A Europe-based real-time monitoring and security system provider approached Lanner to co-develop a anomaly-detecting system built with policies to identify cyber attacks. The system is designed with the following criteria:
Detecting threats for ICS or SCADA systems
To protect the ICS and SCADA systems, the joint solution must be able to detect and identify potential threats, such as DDoS and Stuxnet.
IEC 61850-3 compliance for substation environment
Regarding deployments in power plant or substation environment, IEC-61850-3 compliance is a must, due to unexpected ambient temperature, or other external factors.
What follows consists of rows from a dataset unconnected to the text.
use std::fmt::Write as _;

use gsclens_core::Dataset;

use crate::aggregate::global_summary;
use crate::summary::{thousands, NO_DATA};

/// Deterministic executive summary for a reporting period.
///
/// CTR here is the impression-weighted ratio `total_clicks / total_impressions`,
/// not the per-row mean used by the other digests.
#[must_use]
pub fn executive_report(dataset: &Dataset, period_label: &str) -> String {
    if dataset.is_empty() {
        return NO_DATA.to_string();
    }

    let summary = global_summary(dataset);
    let mut out = format!("{} Report - Google Search Console\n\n", title_case(period_label));
    out.push_str("Executive summary\n");
    let _ = writeln!(
        out,
        "- Performance: {} clicks from {} impressions",
        thousands(summary.total_clicks),
        thousands(summary.total_impressions)
    );
    let _ = writeln!(out, "- CTR: {:.2}%", summary.ratio_ctr() * 100.0);
    let _ = writeln!(out, "- Average position: {:.1}", summary.avg_position);
    if summary.unique_query_count > 0 {
        let _ = writeln!(
            out,
            "- Queries tracked: {}",
            thousands(summary.unique_query_count as u64)
        );
    }
    out.push_str("\nRecommendation: enable AI analysis for more detailed, actionable insights.");
    out
}

fn title_case(label: &str) -> String {
    let mut chars = label.chars();
    match chars.next() {
        Some(first) => first.to_uppercase().chain(chars).collect(),
        None => String::new(),
    }
}

#[cfg(test)]
mod tests {
    use super::*;
    use gsclens_core::Record;

    fn rec(query: &str, clicks: u64, impressions: u64, ctr: f64) -> Record {
        Record {
            date: None,
            query: Some(query.to_string()),
            page: None,
            clicks,
            impressions,
            ctr,
            position: 4.0,
        }
    }

    #[test]
    fn executive_report_uses_ratio_ctr() {
        let ds = Dataset::from_records(vec![rec("a", 1, 2, 0.5), rec("b", 1, 8, 0.125)]);
        let report = executive_report(&ds, "monthly");
        assert!(report.starts_with("Monthly Report"));
        assert!(report.contains("2 clicks from 10 impressions"));
        // ratio is 20%, the row mean would be 31.25%
        assert!(report.contains("- CTR: 20.00%"));
        assert!(report.contains("- Average position: 4.0"));
        assert!(report.contains("- Queries tracked: 2"));
        assert!(report.contains("Recommendation"));
    }

    #[test]
    fn executive_report_of_empty_dataset_is_notice() {
        assert_eq!(executive_report(&Dataset::empty(), "weekly"), NO_DATA);
    }
}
Visualize the Industrial network
The deployment of the co-developed solution aims to provide visibility of the industrial network for threat detection and mitigation.
Automatically track the industrial assets
With visibility, owners and/or managers of the mission critical infrastructure will be able to automatically track their valuable assets and prevent potential attacks by continuously monitoring the ICS network.
Redundant power supply
Instability in power supply may occur in utility plants due to its demanding environment. Therefore, redundant power supply becomes a necessary feature to assure high-availability.
Various mounting options
OT environment is more complicated than IT field in the mounting aspect. Therefore, the joint solution shall come with various mounting options such as rackmount and DIN Rail.
Throughout the collaboration, Lanner presented LEC-6032 for the OT edge and LEC-3340 for the network across DMZ and IT zones, to provide real-time visibility, gather asset status data and remotely monitor SCADA network.
LEC-6032 is a compact fanless cyber-security platform powered by Intel® Atom™ E3845 CPU for industrial applications. The desktop hardware supports isolated Serial ports and multiple LAN ports for connections with instruments on the field. LEC-6032 also supports wide range of operating temperature from -40 °C to 70 °C and comes with wallmount and DIN Rail mounting options.
For the DMZ and IT networks, LEC-3340 is an industrial-grade, fanless rackmount system. LEC-3340 is empowered by processor options of Intel® Xeon® E3-1505L V6, Core™ i3-7100E, or Core™ i5-7442EQ (formerly Kaby Lake-H) processor, to offer outstanding performance. Designed to be robust, LEC-3340 is IEC-61850 and IEEE 1613 compliant. This industrial-grade edge consolidation server provides rich I/O functions, including 4 x PCIe slots, 4 x RJ-45 GbE LAN ports, 5 x USB 3.0 ports, 2 x 2.5” swappable drive bays, DP/DVI display port, and 2 x isolated COM ports.